27 Ağustos 2012 Pazartesi

Mmpad

Dün geceki konuşmamız: Yatakta, koynumda yatıyorken; Annesi? Efendim? Annesi bana mmpad alır mısın? Anlamadım tatlım? MMpad Anlamadım canım? İpad ???????? İpad annesiiiii Ama oğlum çok çok pahalı Neden?? Oğlum o çok gelişmiş bir teknoloji (bu arada ben bile söylediğimi anlamayacağını biliyorum ve kendi kendime bunu neden söyledim ki diye düşünüyorum) Ama annesi Dilekoşun var!!!!! dumurum :)))) Tatlım Dilekoşun parası var o alabilir bizim o kadar paramız yok. Sen büyü kendi paranı kazan sen kendine alırsın o zaman... Tamam annesi :) Saat gecenin 10:30 Sen 3,5 yaşındasın Ben ise "Allahım bunlara başladığımıza göre yeni bir yaşıma daha girdim" düşüncesinde :)

Anaokul

Evet zamanı geldi ve sen Anaokula başladın.... Önceden yazdığım gibi Küçük Kara Balık olmadı anaokulun.. Bu hikaye uzun bir hikaye ve aslında biraz can sıkan bir hikaye o yüzden uzun uzun yazmayacağım ama söylemek istediğim her işte bir hayır vardır. KKB olmadı ve belki de daha iyi oldu... Okulun bayağı bir araştırmadan sonra Düşler Şatosu oldu... Umarım okul hayatına ilk adımın burada rahat ve mutlu atılır... Bu arada başladın diyorum çünkü Ağustos ayı boyunca 3 haftadır anaokuluna gittin. Ilk hafta öğretmeninle birebir oynadın hep (Ece öğretmen), sonra yavaş yavaş seni sınıf oyunlarına aldı ve en sonunda, yani 2 hafta sonra, yarım gün ama tam gün okula gitmeye başladın. Küçük bir ara olay dışında (bir çocuk sana vurmuş) gayet güzel ve eğlenceli geçti okul zamanları, gayet güzel alıştın, hatta okulun piskoloğu "Batu okula çok çabuk alıştı, hatta en hızlı alışan çocuklarımızdan birisi" dedi. Seninle çok gurur duydum tatlım. Anaokuluna gidecek kadar büyüdüğüne ve zamanın bu kadar çabuk geçtiğine inanamıyorum. Asıl okul Eylül'de başlıyor bakalım okul maceralarımız nasıl devam edecek. Mucuk

11 Temmuz 2012 Çarşamba

Ilk antibiyotik

Evet şu anda 3 yaş 4 aylıksın ve ilk defa antibiyotik aldın. Önce ateş ile başladı. Ateşin çıktı ve onu düşüremedik.

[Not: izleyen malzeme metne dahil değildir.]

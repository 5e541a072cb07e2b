//! Encoding and decoding helpers between domain types and the plain-text
//! representations stored in SQLite columns.
//!
//! All timestamps are stored as RFC 3339 strings.

use chrono::{DateTime, Utc};
use fio_core::person::PersonRecord;

use crate::{Error, Result};

// ─── DateTime<Utc> ───────────────────────────────────────────────────────────

pub fn encode_dt(dt: DateTime<Utc>) -> String { dt.to_rfc3339() }

pub fn decode_dt(s: &str) -> Result<DateTime<Utc>> {
  DateTime::parse_from_rfc3339(s)
    .map(|dt| dt.with_timezone(&Utc))
    .map_err(|e| Error::DateParse(e.to_string()))
}

// ─── Row types ───────────────────────────────────────────────────────────────

/// Column list matching the field order of [`RawPerson::from_row`].
pub const PERSON_COLUMNS: &str =
  "id, name, surname, patronymic, age, gender, ethnicity, created_at, updated_at";

/// Raw values read directly from a `persons` row.
pub struct RawPerson {
  pub id:         i64,
  pub name:       String,
  pub surname:    String,
  pub patronymic: String,
  pub age:        i32,
  pub gender:     String,
  pub ethnicity:  String,
  pub created_at: String,
  pub updated_at: String,
}

impl RawPerson {
  /// Read a row selected with [`PERSON_COLUMNS`].
  pub fn from_row(row: &rusqlite::Row<'_>) -> rusqlite::Result<Self> {
    Ok(Self {
      id:         row.get(0)?,
      name:       row.get(1)?,
      surname:    row.get(2)?,
      patronymic: row.get(3)?,
      age:        row.get(4)?,
      gender:     row.get(5)?,
      ethnicity:  row.get(6)?,
      created_at: row.get(7)?,
      updated_at: row.get(8)?,
    })
  }

  pub fn into_person(self) -> Result<PersonRecord> {
    Ok(PersonRecord {
      id:         self.id,
      name:       self.name,
      surname:    self.surname,
      patronymic: self.patronymic,
      age:        self.age,
      gender:     self.gender,
      ethnicity:  self.ethnicity,
      created_at: decode_dt(&self.created_at)?,
      updated_at: decode_dt(&self.updated_at)?,
    })
  }
}

#[cfg(test)]
mod tests {
  use super::*;

  #[test]
  fn timestamps_survive_encoding() {
    let now = Utc::now();
    assert_eq!(decode_dt(&encode_dt(now)).unwrap(), now);
  }

  #[test]
  fn garbage_timestamp_is_a_parse_error() {
    assert!(matches!(decode_dt("yesterday"), Err(Error::DateParse(_))));
  }
}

Afşin'e götürdük ve faranjit olmuş dedi ve antibiyotik yazdı ama hemen başlamayın bir iki gün bekleyelim dedi. Bunun üstüne 2-3 gün daha ateş ile devam ettin ve biz inatla antibiyotik vermedik. Ve olan oldu ve bütün ağzın aft doldu, diş eti kanaması oldu, ve faranjitin üstüne bir de bademciklerin şişti. Tabii ki acilen antibiyotike başladık ama sen ağzındaki aftlardan dolayı yemek yiyemedin, diş etindeki acımadan dolayı hep mızmız oldun ve ağladın, kötü bir zaman geçti. Keşke antibiyotiği erken başlasaydık diye şimdi cok hayıflanıyorum ama yapacak birşey yok geçti gitti artık. Ama şu anda düşünüyorum da bir daha böyle bir durum olursa beklemeyeceğim fazla. Senin iyi olman, senin sağlıklı olman benim için elzem. Sana birşey olmasın da ne olursa olsun durumundayım. Seni seviyorum bebeğim.... Geçmiş olsun... Ki oldu :)

13 Haziran 2012 Çarşamba

Kaçırıyorum...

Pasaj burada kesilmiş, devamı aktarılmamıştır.